Politisches Säbelrasseln um Krim bringt Heizölpreise auf Berg- und Talfahrt

Krim-Krise & Heizölmarkt-


Im Mittelpunkt der Heizöl-Preisbildung steht eindeutig der politische und (beinahe) militärische Konflikt zwischen Russland und der Ukraine. Für Heizölkunden die auf besonders günstige Preise spekulieren, könnte die Wartezeit zu einem Glücksspiel ausarten. Nach einem steilen Preisaufstieg folgte prompt ein kleiner Kursabsturz.

Ungewisse Zukunft auf der Krim schlägt sich im Ölpreis nieder

Heizölpreise
Krim-Krise verursacht Auf und Ab beim Ölpreis

Der Wochenanfang begann mit einem Schrecken für alle Kunden, die ausgerechnet zu diesem Zeitpunkt mit ihrer Heizölbestellung „zuschlagen“ wollten. Der Preis schoss dank der schlechten Nachrichten aus Krim steil in die Höhe.

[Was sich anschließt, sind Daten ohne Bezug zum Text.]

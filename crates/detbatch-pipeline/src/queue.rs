use std::collections::VecDeque;
use std::sync::atomic::{AtomicBool, Ordering};

use parking_lot::{Condvar, Mutex};

/// One-way "this stage has finished" signal.
///
/// Set once by the upstream stage and never cleared. Always set through
/// [`WorkQueue::finish`] so that the store happens under the lock of the
/// queue the downstream stage waits on.
#[derive(Debug)]
pub struct CompletionFlag {
    name: &'static str,
    set: AtomicBool,
}

impl CompletionFlag {
    pub fn new(name: &'static str) -> Self {
        Self {
            name,
            set: AtomicBool::new(false),
        }
    }

    pub fn name(&self) -> &'static str {
        self.name
    }

    pub fn is_set(&self) -> bool {
        self.set.load(Ordering::Acquire)
    }

    /// Returns `true` on the first call only.
    fn set(&self) -> bool {
        !self.set.swap(true, Ordering::AcqRel)
    }
}

/// Unbounded FIFO connecting two pipeline stages.
///
/// The consumer blocks on a condition variable instead of polling. Pushes wake
/// one waiter; [`finish`](Self::finish) wakes all of them.
pub struct WorkQueue<T> {
    name: &'static str,
    items: Mutex<VecDeque<T>>,
    ready: Condvar,
}

impl<T> WorkQueue<T> {
    pub fn new(name: &'static str) -> Self {
        Self {
            name,
            items: Mutex::new(VecDeque::new()),
            ready: Condvar::new(),
        }
    }

    pub fn name(&self) -> &'static str {
        self.name
    }

    /// Append `item` and wake one consumer. Returns the queue length after the push.
    pub fn push(&self, item: T) -> usize {
        let len = {
            let mut items = self.items.lock();
            items.push_back(item);
            items.len()
        };
        self.ready.notify_one();
        len
    }

    pub fn len(&self) -> usize {
        self.items.lock().len()
    }

    pub fn is_empty(&self) -> bool {
        self.items.lock().is_empty()
    }

    /// Take the oldest item, blocking while the queue is empty and
    /// `upstream_done` is false.
    ///
    /// `None` means the queue is empty and upstream has finished: the caller
    /// should terminate. `upstream_done` is evaluated with the queue locked.
    pub fn pop_or_finish(&self, upstream_done: impl Fn() -> bool) -> Option<T> {
        let mut items = self.items.lock();
        self.ready
            .wait_while(&mut items, |items| items.is_empty() && !upstream_done());
        items.pop_front()
    }

    /// Like [`pop_or_finish`](Self::pop_or_finish) but takes everything queued
    /// at once, oldest first.
    pub fn drain_or_finish(&self, upstream_done: impl Fn() -> bool) -> Option<Vec<T>> {
        let mut items = self.items.lock();
        self.ready
            .wait_while(&mut items, |items| items.is_empty() && !upstream_done());
        if items.is_empty() {
            None
        } else {
            Some(items.drain(..).collect())
        }
    }

    /// Set `flag` while holding this queue's lock, then wake every waiter.
    ///
    /// A consumer checks the flag inside the same lock before sleeping, so it
    /// either sees the flag or is already waiting when the wake-up arrives.
    pub fn finish(&self, flag: &CompletionFlag) {
        {
            let _items = self.items.lock();
            if !flag.set() {
                return;
            }
        }
        self.ready.notify_all();
        tracing::debug!(queue = self.name, flag = flag.name(), "stage finished");
    }

    /// Guard that calls [`finish`](Self::finish) when dropped, including
    /// during a panic.
    pub fn finish_on_drop<'a>(&'a self, flag: &'a CompletionFlag) -> FinishGuard<'a, T> {
        FinishGuard { queue: self, flag }
    }
}

impl<T> std::fmt::Debug for WorkQueue<T> {
    fn fmt(&self, f: &mut std::fmt::Formatter<'_>) -> std::fmt::Result {
        f.debug_struct("WorkQueue")
            .field("name", &self.name)
            .field("len", &self.len())
            .finish()
    }
}

/// Returned by [`WorkQueue::finish_on_drop`].
#[must_use = "the flag is set when the guard is dropped"]
pub struct FinishGuard<'a, T> {
    queue: &'a WorkQueue<T>,
    flag: &'a CompletionFlag,
}

impl<T> Drop for FinishGuard<'_, T> {
    fn drop(&mut self) {
        self.queue.finish(self.flag);
    }
}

Bisher ist es zur Lage Krim beim ersten Schrecken geblieben. Die Märkte reagierten wie gewohnt „hypernervös“ und an den meisten Handelsplätzen brachen die Aktien- und Handelswerte teils heftig ein. Einzig die Krisenwährung Gold legte am Montag zu, musste bis zum Mittwoch jedoch wieder einige Punkte abgeben.

Das Krisengebiet Krim wird derzeit nur auf politischer Ebene ausgefochten, man zeigt sich gegenseitig die spitzen Zähne und spielt mit den Muskeln. Die Märkte beruhigten sich bis zum Mittwoch zusehends. Die Krisenstimmung an den Handelsplätzen ist langsam abgesunken.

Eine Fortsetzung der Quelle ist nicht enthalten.